The state has also implemented a plan “to guarantee lives and property” after the wave of looting the state experienced in early March during the earlier blackout, when hundreds of businesses were stripped of their wares and about 1,000 people were arrested.

A government official in Nueva Esparta state told EFE that since Monday the region has experienced at least three blackouts that have lasted about six hours.

Business activities in all Venezuelan states have been reduced - by 80 percent in some cases - and stores and restaurants that have opted to remain open are taking payment only in US dollars or other foreign currencies.

The speaker of the opposition-controlled National Assembly, Juan Guaido, said that President Nicolas Maduro’s government did not have a “sensible, credible explanation” of the blackout, which comes two weeks after the restoration of power following a nationwide outage that last five days.

Guaido, recognized by roughly 50 countries as Venezuela’s acting president, said during a legislative session that the power failure was a “product of poor maintenance, product of corruption.”

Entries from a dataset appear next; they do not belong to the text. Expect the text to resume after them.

use std::{
    path::{Path, PathBuf},
    sync::Arc,
};

use bytes::Bytes;
use futures::Stream;
use sha2::{Digest, Sha256};
use tempfile::NamedTempFile;
use tokio::{fs, io::AsyncWriteExt as _, task::spawn_blocking};
use tokio_util::io::ReaderStream;
use tracing::{debug, error};

use super::{
    StoreInfo, ValidPath,
    error::{StoreError, StoreResult},
};

#[inline]
fn hex(bytes: &[u8]) -> String {
    base16ct::lower::encode_string(bytes)
}

struct FileStoreInner {
    root: PathBuf,
}

/// Blob storage rooted at one directory. Callers hand in a [`ValidPath`];
/// files are written to a temp file first and persisted atomically.
#[derive(Clone)]
pub struct FileStore {
    inner: Arc<FileStoreInner>,
}

impl FileStore {
    pub fn new(root: impl Into<PathBuf>) -> Self {
        Self {
            inner: Arc::new(FileStoreInner { root: root.into() }),
        }
    }

    pub fn local_path(&self, path: &ValidPath) -> PathBuf {
        self.inner.root.join(path.as_ref())
    }

    async fn prepare_parent(&self, full_path: &Path) -> StoreResult<()> {
        if let Some(parent) = full_path.parent() {
            match fs::metadata(parent).await {
                Ok(meta) if meta.is_dir() => {}
                Ok(_) => {
                    error!("Parent is not a directory: {parent:?}");
                    return Err(StoreError::InvalidPath);
                }
                Err(e) if e.kind() == std::io::ErrorKind::NotFound => {
                    fs::create_dir_all(parent).await?;
                }
                Err(e) => {
                    error!("Failed to stat parent: {parent:?}: {e}");
                    return Err(e.into());
                }
            }
        }
        Ok(())
    }

    pub async fn store_data(&self, path: &ValidPath, data: &[u8]) -> StoreResult<StoreInfo> {
        let final_path = self.local_path(path);
        if fs::try_exists(&final_path).await? {
            return Err(StoreError::PathConflict);
        }
        self.prepare_parent(&final_path).await?;

        let root = self.inner.root.clone();
        let tmp = spawn_blocking(move || NamedTempFile::new_in(root)).await??;

        let tmp_path = tmp.path().to_path_buf();
        let mut out = fs::OpenOptions::new().write(true).open(&tmp_path).await?;
        out.write_all(data).await?;
        out.sync_all().await?;
        drop(out);

        let hash = hex(&Sha256::digest(data));
        let size = data.len() as u64;

        let dst = final_path.clone();
        spawn_blocking(move || tmp.persist(dst).map(|_| ()))
            .await?
            .map_err(|e| StoreError::IoError(std::io::Error::other(e.error)))?;

        debug!("Stored {size} bytes at {final_path:?}");
        Ok(StoreInfo {
            final_path: PathBuf::from(path.as_ref()),
            size,
            hash,
        })
    }

    pub async fn load_data(
        &self,
        path: &ValidPath,
    ) -> StoreResult<impl Stream<Item = Result<Bytes, std::io::Error>> + 'static> {
        let full_path = self.local_path(path);
        let file = fs::File::open(&full_path).await.map_err(|e| {
            if e.kind() == std::io::ErrorKind::NotFound {
                StoreError::NotFound(path.as_ref().to_string())
            } else {
                e.into()
            }
        })?;
        Ok(ReaderStream::new(file))
    }

    pub async fn size(&self, path: &ValidPath) -> StoreResult<u64> {
        let meta = fs::metadata(self.local_path(path)).await?;
        Ok(meta.len())
    }
}

#[cfg(test)]
mod tests {
    use futures::TryStreamExt as _;
    use tracing_test::traced_test;

    use super::*;

    #[tokio::test]
    #[traced_test]
    async fn test_store_and_load() {
        let dir = tempfile::tempdir().unwrap();
        let store = FileStore::new(dir.path());

        let path = ValidPath::new("images/test.bin").unwrap();
        let data = rand::random::<[u8; 32]>();
        let info = store.store_data(&path, &data).await.unwrap();
        assert_eq!(info.size, 32);
        assert_eq!(info.hash.len(), 64);

        let stream = store.load_data(&path).await.unwrap();
        let chunks: Vec<Bytes> = stream.try_collect().await.unwrap();
        let loaded: Vec<u8> = chunks.concat();
        assert_eq!(loaded, data);

        assert_eq!(store.size(&path).await.unwrap(), 32);
    }

    #[tokio::test]
    #[traced_test]
    async fn test_store_refuses_overwrite() {
        let dir = tempfile::tempdir().unwrap();
        let store = FileStore::new(dir.path());

        let path = ValidPath::new("a.bin").unwrap();
        store.store_data(&path, b"one").await.unwrap();
        let err = store.store_data(&path, b"two").await.unwrap_err();
        assert!(matches!(err, StoreError::PathConflict));
    }

    #[tokio::test]
    #[traced_test]
    async fn test_load_missing() {
        let dir = tempfile::tempdir().unwrap();
        let store = FileStore::new(dir.path());

        let path = ValidPath::new("missing.bin").unwrap();
        let Err(err) = store.load_data(&path).await else {
            panic!("expected loading a missing file to fail");
        };
        assert!(matches!(err, StoreError::NotFound(_)));
    }
}
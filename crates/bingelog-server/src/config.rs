use core::panic;
use std::{fs, path::PathBuf, time::Duration};

use crate::error::Result;
pub use clap::Parser;
use url::Url;

#[derive(Debug, Clone, clap::Parser)]
pub struct ServerConfig {
    #[arg(
        short,
        long,
        default_value_t = 3000,
        env = "BINGELOG_LISTEN_PORT",
        help = "Port to listen on"
    )]
    pub port: u16,

    #[arg(
        short,
        long,
        default_value = "127.0.0.1",
        env = "BINGELOG_LISTEN_ADDRESS",
        help = "Address to listen on"
    )]
    pub listen_address: String,

    #[arg(
        long,
        env = "BINGELOG_BASE_URL",
        default_value = "http://localhost:3000",
        help = "Base URL of the server, as visible to users"
    )]
    pub base_url: Url,

    #[arg(
        long,
        env = "BINGELOG_DATABASE_URL",
        help = "Database URL e.g. sqlite://file.db, default is sqlite://[data-dir]/bingelog.db, where data-dir is set by --data-dir"
    )]
    database_url: Option<String>,

    #[arg(
        long,
        env = "BINGELOG_DATA_DIR",
        help = "Data directory (database, secret, uploaded images), default is system default like ~/.local/share/bingelog",
        default_value_t = default_data_dir()
    )]
    data_dir: String,

    #[arg(
        long,
        env = "BINGELOG_FILES_DIR",
        help = "Directory for uploaded files, default data_dir/files"
    )]
    files_dir: Option<PathBuf>,

    #[arg(
        long,
        env = "BINGELOG_TOKEN_VALIDITY",
        default_value = "1 day",
        help = "Default token validity in human friendly format (e.g. 1d, 1h, 1m, 1s - or combined)",
        value_parser = humantime::parse_duration
    )]
    pub token_validity: Duration,

    #[arg(
        long,
        env = "BINGELOG_UPLOAD_LIMIT_MB",
        default_value = "10",
        help = "Maximum upload size in MB"
    )]
    pub upload_limit_mb: usize,

    #[arg(long, env = "BINGELOG_NO_CORS", help = "Disable CORS")]
    pub no_cors: bool,
}

fn default_data_dir() -> String {
    let dir = dirs::data_dir()
        .map(|p| p.join("bingelog"))
        .unwrap_or_else(|| PathBuf::from("bingelog"));

    if !fs::exists(&dir).expect("Failed to check if data directory exists") {
        fs::create_dir_all(&dir).expect("Failed to create data directory");
    } else if !dir.is_dir() {
        panic!("Data directory is not a directory")
    }

    dir.to_string_lossy().to_string()
}

impl ServerConfig {
    pub fn load() -> Result<Self> {
        ServerConfig::try_parse().map_err(|e| e.into())
    }

    pub fn data_dir(&self) -> PathBuf {
        PathBuf::from(&self.data_dir)
    }

    pub fn files_dir(&self) -> PathBuf {
        self.files_dir
            .clone()
            .unwrap_or_else(|| self.data_dir().join("files"))
    }

    pub fn database_url(&self) -> String {
        self.database_url
            .clone()
            .unwrap_or_else(|| format!("sqlite://{}/bingelog.db", self.data_dir))
    }
}
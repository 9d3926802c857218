use axum::{extract::State, response::IntoResponse, routing::post, Json, Router};
use bingelog_dal::user::UserRepository;
use bingelog_types::claim::ApiClaim;
use http::StatusCode;
use serde::{Deserialize, Serialize};
use tracing::{debug, error};

use crate::{
    error::{ApiError, ApiResult},
    state::AppState,
};

pub mod token;

#[derive(Debug, Deserialize)]
pub struct LoginCredentials {
    pub email: String,
    pub password: String,
}

#[derive(Debug, Serialize, Deserialize)]
pub struct TokenResponse {
    pub token: String,
}

/// Exchanges email and password for a bearer token.
pub async fn issue_token(
    State(state): State<AppState>,
    repository: UserRepository,
    Json(credentials): Json<LoginCredentials>,
) -> ApiResult<impl IntoResponse> {
    let user = repository
        .check_password(&credentials.email, &credentials.password)
        .await
        .inspect_err(|_| debug!("Login failed for {}", credentials.email))?;

    let claim = ApiClaim::new_expired(user.id);
    let token = state.tokens().issue(claim).map_err(|e| {
        error!("Failed to issue token: {e}");
        ApiError::InternalError("Failed to issue token".into())
    })?;

    Ok((StatusCode::OK, Json(TokenResponse { token })))
}

pub fn auth_router() -> Router<AppState> {
    Router::new().route("/token", post(issue_token))
}
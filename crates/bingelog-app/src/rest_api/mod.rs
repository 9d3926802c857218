pub mod character;
pub mod filters;
pub mod series;
pub mod tag;

/// Query for label listings, `?assigned_only=1` narrows the listing to
/// labels linked to at least one series.
#[derive(Debug, Clone, serde::Deserialize)]
pub struct AssignedQuery {
    assigned_only: Option<u8>,
}

impl AssignedQuery {
    pub fn assigned_only(&self) -> bool {
        self.assigned_only.unwrap_or(0) != 0
    }
}

#[macro_export]
macro_rules! label_api {
    ($entity:ty, $create:ty, $repository:ty) => {
        $crate::repository_from_request!($repository);

        pub mod label_api {
            use super::*;
            use axum::{
                extract::{Path, Query},
                response::IntoResponse,
                Json,
            };
            use axum_valid::Garde;
            use http::StatusCode;

            use $crate::auth::token::Identity;
            use $crate::error::ApiResult;
            use $crate::rest_api::AssignedQuery;

            pub async fn list(
                Identity(owner): Identity,
                repository: $repository,
                Query(query): Query<AssignedQuery>,
            ) -> ApiResult<impl IntoResponse> {
                let records = repository.list(owner, query.assigned_only()).await?;

                Ok((StatusCode::OK, Json(records)))
            }

            pub async fn create(
                Identity(owner): Identity,
                repository: $repository,
                Garde(Json(payload)): Garde<Json<$create>>,
            ) -> ApiResult<impl IntoResponse> {
                let record = repository.create(owner, payload).await?;

                Ok((StatusCode::CREATED, Json(record)))
            }

            pub async fn get(
                Identity(owner): Identity,
                Path(id): Path<i64>,
                repository: $repository,
            ) -> ApiResult<impl IntoResponse> {
                let record = repository.get(owner, id).await?;

                Ok((StatusCode::OK, Json(record)))
            }

            pub async fn update(
                Identity(owner): Identity,
                Path(id): Path<i64>,
                repository: $repository,
                Garde(Json(payload)): Garde<Json<$create>>,
            ) -> ApiResult<impl IntoResponse> {
                let record = repository.update(owner, id, payload).await?;

                Ok((StatusCode::OK, Json(record)))
            }
        }

        pub fn router() -> axum::Router<$crate::state::AppState> {
            use axum::routing::get;
            axum::Router::new()
                .route("/", get(label_api::list).post(label_api::create))
                .route("/{id}", get(label_api::get).put(label_api::update))
        }
    };
}
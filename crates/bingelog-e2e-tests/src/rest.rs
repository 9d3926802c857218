use anyhow::Result;
use bingelog_dal::{character::Character, series::SeriesSummary, tag::Tag};
use reqwest::Url;
use serde_json::json;
use tracing::info;

pub async fn create_tag(client: &reqwest::Client, base_url: &Url, name: &str) -> Result<Tag> {
    let payload = json!({"name": name});
    let api_url = base_url.join("api/tags").unwrap();

    let response = client.post(api_url.clone()).json(&payload).send().await?;
    assert!(response.status().as_u16() == 201);

    let new_tag: Tag = response.json().await?;
    Ok(new_tag)
}

pub async fn create_character(
    client: &reqwest::Client,
    base_url: &Url,
    name: &str,
) -> Result<Character> {
    let payload = json!({"name": name});
    let api_url = base_url.join("api/characters").unwrap();

    let response = client.post(api_url.clone()).json(&payload).send().await?;
    assert!(response.status().as_u16() == 201);

    let new_character: Character = response.json().await?;
    Ok(new_character)
}

pub async fn create_series<T>(
    client: &reqwest::Client,
    base_url: &Url,
    payload: &T,
) -> Result<SeriesSummary>
where
    T: serde::Serialize,
{
    let api_url = base_url.join("api/series").unwrap();

    let response = client.post(api_url.clone()).json(&payload).send().await?;
    info!("Series response: {:#?}", response);
    assert!(response.status().as_u16() == 201);

    let new_series: SeriesSummary = response.json().await?;
    Ok(new_series)
}
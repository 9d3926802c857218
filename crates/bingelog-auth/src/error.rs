pub type Result<T, E = Error> = std::result::Result<T, E>;

#[derive(Debug, thiserror::Error)]
pub enum Error {
    #[error("Token error: {0}")]
    TokenError(#[from] jsonwebtoken::errors::Error),
}

impl Error {
    pub fn is_expiration(&self) -> bool {
        match self {
            Error::TokenError(e) => matches!(
                e.kind(),
                jsonwebtoken::errors::ErrorKind::ExpiredSignature
            ),
        }
    }
}
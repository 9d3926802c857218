use bingelog_dal::tag::Tag;
use bingelog_e2e_tests::{
    extend_url, launch_user, prepare_env,
    rest::{create_character, create_series, create_tag},
    spawn_server,
};
use serde_json::json;
use tracing::info;
use tracing_test::traced_test;

#[tokio::test]
#[traced_test]
async fn test_tags_crud() {
    let (args, _config_guard) = prepare_env("test_tags_crud").unwrap();
    let base_url = args.base_url.clone();
    spawn_server(args).await.unwrap();

    let client = launch_user(&base_url, "tags@example.com", "testpass123")
        .await
        .unwrap();

    let api_url = base_url.join("api/tags").unwrap();

    for name in ["Adventure", "Sci-fi", "Period"] {
        create_tag(&client, &base_url, name).await.unwrap();
    }

    // listing is name descending
    let response = client.get(api_url.clone()).send().await.unwrap();
    assert!(response.status().is_success());
    let tags: Vec<Tag> = response.json().await.unwrap();
    let names: Vec<&str> = tags.iter().map(|t| t.name.as_str()).collect();
    assert_eq!(names, vec!["Sci-fi", "Period", "Adventure"]);

    // rename via PUT
    let first_id = tags[0].id;
    let record_url = extend_url(&api_url, first_id);
    let response = client
        .put(record_url.clone())
        .json(&json!({"name": "Space opera"}))
        .send()
        .await
        .unwrap();
    assert!(response.status().is_success());
    let renamed: Tag = response.json().await.unwrap();
    assert_eq!(renamed.name, "Space opera");

    let response = client.get(record_url).send().await.unwrap();
    let fetched: Tag = response.json().await.unwrap();
    assert_eq!(fetched.name, "Space opera");

    // blank name is rejected
    let response = client
        .post(api_url.clone())
        .json(&json!({"name": "  "}))
        .send()
        .await
        .unwrap();
    info!("Response: {:#?}", response);
    assert_eq!(response.status().as_u16(), 422);
}

#[tokio::test]
#[traced_test]
async fn test_labels_scoped_to_owner() {
    let (args, _config_guard) = prepare_env("test_labels_scoped").unwrap();
    let base_url = args.base_url.clone();
    spawn_server(args).await.unwrap();

    let first = launch_user(&base_url, "first@example.com", "testpass123")
        .await
        .unwrap();
    let second = launch_user(&base_url, "second@example.com", "testpass123")
        .await
        .unwrap();

    let mine = create_tag(&first, &base_url, "Mine").await.unwrap();
    create_tag(&second, &base_url, "Theirs").await.unwrap();

    let api_url = base_url.join("api/tags").unwrap();
    let response = first.get(api_url.clone()).send().await.unwrap();
    let tags: Vec<Tag> = response.json().await.unwrap();
    assert_eq!(tags.len(), 1);
    assert_eq!(tags[0].name, "Mine");

    // other user's record answers 404, same as nonexistent
    let response = second
        .get(extend_url(&api_url, mine.id))
        .send()
        .await
        .unwrap();
    assert_eq!(response.status().as_u16(), 404);
    let response = second
        .put(extend_url(&api_url, mine.id))
        .json(&json!({"name": "Hijacked"}))
        .send()
        .await
        .unwrap();
    assert_eq!(response.status().as_u16(), 404);

    // characters get the same treatment
    create_character(&first, &base_url, "Hero").await.unwrap();
    let characters_url = base_url.join("api/characters").unwrap();
    let response = second.get(characters_url).send().await.unwrap();
    let characters: Vec<serde_json::Value> = response.json().await.unwrap();
    assert!(characters.is_empty());
}

#[tokio::test]
#[traced_test]
async fn test_assigned_only_listing() {
    let (args, _config_guard) = prepare_env("test_assigned_only").unwrap();
    let base_url = args.base_url.clone();
    spawn_server(args).await.unwrap();

    let client = launch_user(&base_url, "assigned@example.com", "testpass123")
        .await
        .unwrap();

    let used = create_tag(&client, &base_url, "Used").await.unwrap();
    create_tag(&client, &base_url, "Unused").await.unwrap();

    // the same tag on two series must appear once
    for title in ["First show", "Second show"] {
        create_series(
            &client,
            &base_url,
            &json!({
                "title": title,
                "status": true,
                "watch_rate": 1,
                "rating": 5.0,
                "link": null,
                "tags": [used.id],
                "characters": []
            }),
        )
        .await
        .unwrap();
    }

    let mut api_url = base_url.join("api/tags").unwrap();
    api_url.set_query(Some("assigned_only=1"));
    let response = client.get(api_url).send().await.unwrap();
    assert!(response.status().is_success());
    let tags: Vec<Tag> = response.json().await.unwrap();
    assert_eq!(tags.len(), 1);
    assert_eq!(tags[0].name, "Used");

    // without the flag both show up
    let response = client
        .get(base_url.join("api/tags").unwrap())
        .send()
        .await
        .unwrap();
    let tags: Vec<Tag> = response.json().await.unwrap();
    assert_eq!(tags.len(), 2);
}
use axum::{
    response::IntoResponse,
    routing::{get, post},
    Json, Router,
};
use axum_valid::Garde;
use bingelog_dal::user::{CreateUser, UpdateUser, UserRepository};
use http::StatusCode;

use crate::{auth::token::Identity, error::ApiResult, repository_from_request, state::AppState};

repository_from_request!(UserRepository);

/// Open registration, no token required.
pub async fn register(
    repository: UserRepository,
    Garde(Json(payload)): Garde<Json<CreateUser>>,
) -> ApiResult<impl IntoResponse> {
    let user = repository.create(payload).await?;

    Ok((StatusCode::CREATED, Json(user)))
}

pub async fn profile(
    Identity(user_id): Identity,
    repository: UserRepository,
) -> ApiResult<impl IntoResponse> {
    let user = repository.get(user_id).await?;

    Ok((StatusCode::OK, Json(user)))
}

pub async fn update_profile(
    Identity(user_id): Identity,
    repository: UserRepository,
    Garde(Json(payload)): Garde<Json<UpdateUser>>,
) -> ApiResult<impl IntoResponse> {
    let user = repository.update(user_id, payload).await?;

    Ok((StatusCode::OK, Json(user)))
}

pub fn users_router() -> Router<AppState> {
    Router::new()
        .route("/", post(register))
        // unrouted methods on /me answer 405
        .route("/me", get(profile).patch(update_profile))
}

“They lie to avoid taking responsibility for this murderous crisis. They are also risking the little that’s left of the national electrical infrastructure,” Guaido tweeted earlier Tuesday.

Maduro’s leftist government attributed the March 7-12 blackout to cyber-sabotage of the computer system at the Guri hydroelectric complex.

The sabotage was carried out by the United States, the government said.

The opposition, however, blamed the Maduro government for failures in the system, saying that the government’s poor management of the grid was the real cause of the outage.

Fifteen people undergoing treatment in Venezuelan hospitals during the March 7-12 outage died due to the lack of electricity, the opposition said, while officials maintain that two people died.

Washington was the first country to recognize Guaido as interim president and has ratcheted up its economic sanctions against Venezuela since the opposition leader’s Jan. 23 proclamation.